O roteiro, no entanto, deixa alguns pontos a dever. O roteirista, em vários momentos, se rende a cenas óbvias e comuns para seguir em frente com a trama. A cena do gato, por exemplo. O mesmo efeito na história poderia ter sido alcançado sem repetir o artifício batido da “garota que corre atrás do seu bichinho de estimação”.
A presença de Christian Bale, e quase tudo que envolve seu personagem, também parece só estar ali para garantir algum público nos EUA. Realmente era necessário colocar uma historinha de amor que dura menos de cinco minutos para contar essa história? E o personagem dele precisava ser tão odioso no início do filme apenas para mostrar sua transformação em uma pessoa melhor? É uma pena que o cinema chinês, tradicionalmente de tamanha qualidade e criatividade, tenha se rendido ao estadunidense médio para faturar uns trocados, mas pelo menos fez isso sem jogar o filme inteiro no lixo. Infelizmente, não se pode dizer o mesmo quanto ao Selo Delfiano Supremo que ele estava destinado a levar, e que não ilustra esta resenha justamente por este motivo.

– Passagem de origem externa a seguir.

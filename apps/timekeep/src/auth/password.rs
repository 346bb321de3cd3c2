use rand::RngCore;
use sha2::{Digest, Sha256};

const SALT_LEN: usize = 16;

/// Hash a password with a fresh random salt. Output is `salt$digest`, both hex.
pub fn hash_password(password: &str) -> String {
    let mut salt = [0u8; SALT_LEN];
    rand::thread_rng().fill_bytes(&mut salt);
    let salt = hex::encode(salt);
    format!("{}${}", salt, digest(&salt, password))
}

/// Verify a password against a digest produced by [`hash_password`].
pub fn verify_password(password: &str, stored: &str) -> bool {
    match stored.split_once('$') {
        Some((salt, expected)) => {
            constant_time_eq(digest(salt, password).as_bytes(), expected.as_bytes())
        }
        None => false,
    }
}

fn digest(salt: &str, password: &str) -> String {
    let mut hasher = Sha256::new();
    hasher.update(salt.as_bytes());
    hasher.update(password.as_bytes());
    format!("{:x}", hasher.finalize())
}

fn constant_time_eq(a: &[u8], b: &[u8]) -> bool {
    if a.len() != b.len() {
        return false;
    }
    a.iter().zip(b).fold(0u8, |acc, (x, y)| acc | (x ^ y)) == 0
}

#[cfg(test)]
mod tests {
    use super::*;

    #[test_timeout::timeout]
    fn test_password_hashing_is_salted() {
        let hash1 = hash_password("test_password");
        let hash2 = hash_password("test_password");

        assert_ne!(hash1, hash2);
        assert!(!hash1.contains("test_password"));
    }

    #[test_timeout::timeout]
    fn test_password_verification() {
        let hash = hash_password("correct_pass");

        assert!(verify_password("correct_pass", &hash));
        assert!(!verify_password("wrong_pass", &hash));
    }

    #[test_timeout::timeout]
    fn test_malformed_digest_never_verifies() {
        assert!(!verify_password("anything", "no-separator"));
        assert!(!verify_password("anything", ""));
    }
}
//! Persistence boundary for users, sessions and timers.
//!
//! The sync engine and the session resolver only see the traits below. Two
//! adapters exist: [`MemoryStore`] for development and tests, and
//! [`PostgresStore`] for deployments with `DATABASE_URL` set.

mod memory;
mod postgres;

use std::sync::Arc;

use async_trait::async_trait;
use serde::{Deserialize, Serialize};

pub use memory::MemoryStore;
pub use postgres::PostgresStore;

pub type UserId = i64;
pub type TimerId = i64;

#[derive(Debug, Clone, PartialEq, Eq, sqlx::FromRow)]
pub struct User {
    pub id: UserId,
    pub username: String,
    pub password_digest: String,
}

#[derive(Debug, Clone, PartialEq, Eq, sqlx::FromRow)]
pub struct SessionRecord {
    pub token: String,
    pub user_id: UserId,
    pub created_at: i64,
}

/// A running timer. `start` is authoritative; `progress` is a cached `now - start`.
#[derive(Debug, Clone, PartialEq, Eq, Serialize, Deserialize, sqlx::FromRow)]
pub struct ActiveTimer {
    pub id: TimerId,
    pub user_id: UserId,
    pub start: i64,
    pub progress: i64,
    pub description: String,
}

#[derive(Debug, Clone, PartialEq, Eq, Serialize, Deserialize, sqlx::FromRow)]
pub struct CompletedTimer {
    pub id: TimerId,
    pub user_id: UserId,
    pub start: i64,
    pub end: i64,
    pub duration: i64,
    pub description: String,
}

impl ActiveTimer {
    /// Refreshes the cached progress against `now`. Clock skew never yields a negative value.
    pub fn refresh(&mut self, now: i64) {
        self.progress = now.saturating_sub(self.start).max(0);
    }
}

#[derive(Debug, Clone, Copy, PartialEq, Eq)]
pub enum TimerTable {
    Active,
    Completed,
}

#[derive(Debug, Clone, PartialEq, Eq)]
pub enum Timer {
    Active(ActiveTimer),
    Completed(CompletedTimer),
}

impl Timer {
    pub fn user_id(&self) -> UserId {
        match self {
            Timer::Active(timer) => timer.user_id,
            Timer::Completed(timer) => timer.user_id,
        }
    }
}

#[derive(Debug, thiserror::Error)]
pub enum StoreError {
    #[error("record not found")]
    NotFound,
    #[error("username already registered")]
    UsernameTaken,
    #[error("database error: {0}")]
    Database(#[from] sqlx::Error),
    #[error("migration error: {0}")]
    Migration(#[from] sqlx::migrate::MigrateError),
}

#[async_trait]
pub trait UserStore: Send + Sync {
    /// Inserts a user; fails with [`StoreError::UsernameTaken`] on a duplicate username.
    async fn create_user(&self, username: &str, password_digest: &str)
        -> Result<User, StoreError>;
    async fn find_user(&self, id: UserId) -> Result<Option<User>, StoreError>;
    async fn find_user_by_username(&self, username: &str) -> Result<Option<User>, StoreError>;
}

#[async_trait]
pub trait SessionStore: Send + Sync {
    async fn insert_session(&self, session: SessionRecord) -> Result<(), StoreError>;
    async fn find_session(&self, token: &str) -> Result<Option<SessionRecord>, StoreError>;
    /// Removing an unknown token is not an error.
    async fn delete_session(&self, token: &str) -> Result<(), StoreError>;
}

#[async_trait]
pub trait TimerStore: Send + Sync {
    async fn start_timer(
        &self,
        user_id: UserId,
        description: &str,
        start: i64,
    ) -> Result<ActiveTimer, StoreError>;

    async fn get_timer(&self, table: TimerTable, id: TimerId) -> Result<Option<Timer>, StoreError>;

    /// Newest id first.
    async fn list_active(&self, user_id: UserId) -> Result<Vec<ActiveTimer>, StoreError>;

    /// Newest id first.
    async fn list_completed(&self, user_id: UserId) -> Result<Vec<CompletedTimer>, StoreError>;

    async fn touch_progress(&self, id: TimerId, progress: i64) -> Result<(), StoreError>;

    /// Consumes the active timer `id` owned by `owner` and records it as completed at `end`.
    ///
    /// The delete and the insert happen as one unit: of two concurrent calls for the
    /// same id exactly one succeeds, the other gets [`StoreError::NotFound`].
    async fn stop_timer(
        &self,
        owner: UserId,
        id: TimerId,
        end: i64,
    ) -> Result<CompletedTimer, StoreError>;
}

/// The three store handles the service is wired with.
#[derive(Clone)]
pub struct Stores {
    pub users: Arc<dyn UserStore>,
    pub sessions: Arc<dyn SessionStore>,
    pub timers: Arc<dyn TimerStore>,
}

impl Stores {
    pub fn memory() -> Self {
        Self::from_backend(Arc::new(MemoryStore::new()))
    }

    pub async fn postgres(url: &str, max_connections: u32) -> Result<Self, StoreError> {
        let store = PostgresStore::connect(url, max_connections).await?;
        Ok(Self::from_backend(Arc::new(store)))
    }

    pub fn from_backend<B>(backend: Arc<B>) -> Self
    where
        B: UserStore + SessionStore + TimerStore + 'static,
    {
        Self {
            users: backend.clone(),
            sessions: backend.clone(),
            timers: backend,
        }
    }
}

#[cfg(test)]
mod tests {
    use super::*;

    #[test_timeout::timeout]
    fn refresh_computes_elapsed_and_clamps_skew() {
        let mut timer = ActiveTimer {
            id: 1,
            user_id: 1,
            start: 10_000,
            progress: 0,
            description: String::new(),
        };
        timer.refresh(12_500);
        assert_eq!(timer.progress, 2_500);
        timer.refresh(9_000);
        assert_eq!(timer.progress, 0);
    }

    #[test_timeout::timeout]
    fn timer_wire_shape_uses_snake_case_fields() {
        let timer = CompletedTimer {
            id: 7,
            user_id: 3,
            start: 100,
            end: 400,
            duration: 300,
            description: "write spec".into(),
        };
        let value = serde_json::to_value(&timer).unwrap();
        assert_eq!(
            value,
            serde_json::json!({
                "id": 7,
                "user_id": 3,
                "start": 100,
                "end": 400,
                "duration": 300,
                "description": "write spec",
            })
        );
    }
}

Flores do Oriente é o filme mais angustiante a que já assisti e, desnecessário dizer, é extremamente triste. Se você está pronto para encarar estes sentimentos nada positivos, no entanto, é um filmão, que deve ser assistido por qualquer pessoa que veja cinema como uma forma de arte.
CURIOSIDADE:
– O Estupro de Nanquim é um caso ainda tão dolorido nas histórias do Japão e da China que tem pessoas internet afora dizendo que os atores japoneses que participaram deste longa deveriam se suicidar para recuperar a honra de suas famílias. Que coisa horrível, não?